Count the lines below containing "Copy". Number only.

RECORDS FOR PROCESSING
BEGIN

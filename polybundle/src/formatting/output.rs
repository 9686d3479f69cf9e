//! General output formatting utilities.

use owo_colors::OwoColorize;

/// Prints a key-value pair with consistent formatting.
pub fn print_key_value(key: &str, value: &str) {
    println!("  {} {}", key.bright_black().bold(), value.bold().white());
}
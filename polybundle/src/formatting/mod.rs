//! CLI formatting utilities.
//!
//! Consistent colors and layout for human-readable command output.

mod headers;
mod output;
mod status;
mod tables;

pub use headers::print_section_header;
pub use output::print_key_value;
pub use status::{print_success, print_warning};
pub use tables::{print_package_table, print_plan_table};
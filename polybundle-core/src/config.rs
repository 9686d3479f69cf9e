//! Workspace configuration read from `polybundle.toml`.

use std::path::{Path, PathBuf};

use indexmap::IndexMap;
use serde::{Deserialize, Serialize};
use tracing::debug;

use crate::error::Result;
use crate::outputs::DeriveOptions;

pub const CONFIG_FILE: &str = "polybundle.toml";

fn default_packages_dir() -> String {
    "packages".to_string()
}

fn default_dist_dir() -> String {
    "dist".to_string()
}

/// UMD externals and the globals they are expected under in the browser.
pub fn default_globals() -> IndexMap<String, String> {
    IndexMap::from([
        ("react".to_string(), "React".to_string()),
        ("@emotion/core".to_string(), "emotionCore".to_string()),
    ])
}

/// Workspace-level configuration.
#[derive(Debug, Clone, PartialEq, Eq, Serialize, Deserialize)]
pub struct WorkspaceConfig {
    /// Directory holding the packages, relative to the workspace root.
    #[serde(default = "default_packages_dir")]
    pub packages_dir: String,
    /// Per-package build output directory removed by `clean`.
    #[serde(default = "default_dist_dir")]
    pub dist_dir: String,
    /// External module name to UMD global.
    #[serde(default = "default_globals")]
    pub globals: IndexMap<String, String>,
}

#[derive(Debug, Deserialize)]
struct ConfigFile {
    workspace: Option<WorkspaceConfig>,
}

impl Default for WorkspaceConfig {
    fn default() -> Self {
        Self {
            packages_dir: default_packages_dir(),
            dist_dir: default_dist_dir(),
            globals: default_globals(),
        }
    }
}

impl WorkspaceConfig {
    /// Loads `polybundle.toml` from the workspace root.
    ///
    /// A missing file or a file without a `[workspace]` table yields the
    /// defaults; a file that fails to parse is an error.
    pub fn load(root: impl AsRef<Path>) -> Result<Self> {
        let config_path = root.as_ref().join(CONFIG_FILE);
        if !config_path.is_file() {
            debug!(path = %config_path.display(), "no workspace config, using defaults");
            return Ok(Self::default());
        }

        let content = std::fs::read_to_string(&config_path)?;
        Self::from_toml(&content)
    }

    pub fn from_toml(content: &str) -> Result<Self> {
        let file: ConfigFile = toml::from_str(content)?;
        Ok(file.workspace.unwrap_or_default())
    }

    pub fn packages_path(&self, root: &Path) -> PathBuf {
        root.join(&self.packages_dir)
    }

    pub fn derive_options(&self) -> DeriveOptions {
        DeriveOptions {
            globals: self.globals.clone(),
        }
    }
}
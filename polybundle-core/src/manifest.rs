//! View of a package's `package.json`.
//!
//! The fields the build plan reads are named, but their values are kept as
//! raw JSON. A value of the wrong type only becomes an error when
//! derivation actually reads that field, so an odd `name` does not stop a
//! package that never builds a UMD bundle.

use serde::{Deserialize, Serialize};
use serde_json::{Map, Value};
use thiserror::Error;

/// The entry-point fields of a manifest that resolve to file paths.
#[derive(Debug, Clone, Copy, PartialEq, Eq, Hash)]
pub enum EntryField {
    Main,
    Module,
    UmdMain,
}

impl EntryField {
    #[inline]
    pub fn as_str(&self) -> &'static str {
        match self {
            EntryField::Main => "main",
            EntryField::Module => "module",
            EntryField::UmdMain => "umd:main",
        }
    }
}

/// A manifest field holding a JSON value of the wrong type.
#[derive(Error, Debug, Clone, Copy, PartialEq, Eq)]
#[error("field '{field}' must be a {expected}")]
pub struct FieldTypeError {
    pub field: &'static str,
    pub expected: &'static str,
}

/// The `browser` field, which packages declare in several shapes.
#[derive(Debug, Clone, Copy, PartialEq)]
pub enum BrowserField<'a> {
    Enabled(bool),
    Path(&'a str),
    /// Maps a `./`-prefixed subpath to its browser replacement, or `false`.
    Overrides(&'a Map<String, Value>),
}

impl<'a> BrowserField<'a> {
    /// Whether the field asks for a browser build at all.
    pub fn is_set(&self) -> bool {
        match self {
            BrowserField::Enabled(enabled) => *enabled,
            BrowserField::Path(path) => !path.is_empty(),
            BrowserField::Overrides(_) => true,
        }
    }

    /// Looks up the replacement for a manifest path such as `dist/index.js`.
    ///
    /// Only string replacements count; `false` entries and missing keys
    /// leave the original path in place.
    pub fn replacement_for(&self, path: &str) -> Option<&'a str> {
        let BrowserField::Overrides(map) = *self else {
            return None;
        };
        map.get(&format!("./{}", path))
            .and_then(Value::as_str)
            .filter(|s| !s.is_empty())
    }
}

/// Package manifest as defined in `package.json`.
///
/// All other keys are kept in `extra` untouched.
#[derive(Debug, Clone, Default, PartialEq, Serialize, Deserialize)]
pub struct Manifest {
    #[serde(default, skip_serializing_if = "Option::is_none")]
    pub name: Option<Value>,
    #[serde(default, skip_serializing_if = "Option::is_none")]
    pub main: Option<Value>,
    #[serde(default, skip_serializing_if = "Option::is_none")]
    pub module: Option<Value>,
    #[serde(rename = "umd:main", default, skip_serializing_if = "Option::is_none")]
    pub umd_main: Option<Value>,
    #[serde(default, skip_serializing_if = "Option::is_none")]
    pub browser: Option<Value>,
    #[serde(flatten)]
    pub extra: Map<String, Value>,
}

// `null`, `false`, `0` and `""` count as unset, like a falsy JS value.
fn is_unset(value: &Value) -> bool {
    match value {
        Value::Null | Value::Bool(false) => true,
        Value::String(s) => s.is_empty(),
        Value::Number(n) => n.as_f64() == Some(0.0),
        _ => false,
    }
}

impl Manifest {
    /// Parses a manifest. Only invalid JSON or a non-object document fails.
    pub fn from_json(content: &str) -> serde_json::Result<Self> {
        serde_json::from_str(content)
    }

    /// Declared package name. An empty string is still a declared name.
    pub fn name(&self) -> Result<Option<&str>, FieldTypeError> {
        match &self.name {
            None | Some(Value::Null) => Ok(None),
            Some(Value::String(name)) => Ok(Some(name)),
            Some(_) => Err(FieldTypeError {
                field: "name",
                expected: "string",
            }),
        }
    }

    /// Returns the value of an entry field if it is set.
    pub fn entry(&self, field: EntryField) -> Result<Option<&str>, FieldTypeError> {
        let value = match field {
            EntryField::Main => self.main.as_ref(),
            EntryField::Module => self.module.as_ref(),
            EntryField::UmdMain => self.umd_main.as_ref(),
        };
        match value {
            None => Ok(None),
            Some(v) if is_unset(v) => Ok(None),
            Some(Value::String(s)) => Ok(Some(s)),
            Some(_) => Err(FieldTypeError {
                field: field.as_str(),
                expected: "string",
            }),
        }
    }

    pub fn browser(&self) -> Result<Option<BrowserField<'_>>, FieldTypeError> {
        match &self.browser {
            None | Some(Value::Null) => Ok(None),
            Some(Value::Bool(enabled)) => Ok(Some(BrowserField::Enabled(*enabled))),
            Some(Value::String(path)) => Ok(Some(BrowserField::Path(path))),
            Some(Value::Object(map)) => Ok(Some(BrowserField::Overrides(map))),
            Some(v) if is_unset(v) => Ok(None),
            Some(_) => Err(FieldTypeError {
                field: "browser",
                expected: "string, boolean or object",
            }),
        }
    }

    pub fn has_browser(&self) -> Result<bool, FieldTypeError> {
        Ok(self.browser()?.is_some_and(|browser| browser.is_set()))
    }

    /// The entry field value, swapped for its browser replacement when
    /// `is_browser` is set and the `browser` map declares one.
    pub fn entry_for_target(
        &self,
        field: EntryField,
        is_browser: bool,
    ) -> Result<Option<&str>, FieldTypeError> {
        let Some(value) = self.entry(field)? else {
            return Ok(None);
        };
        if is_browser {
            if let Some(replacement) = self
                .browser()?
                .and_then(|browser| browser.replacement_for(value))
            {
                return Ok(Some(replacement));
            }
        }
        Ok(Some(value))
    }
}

END

WRITTEN SOLUTION
3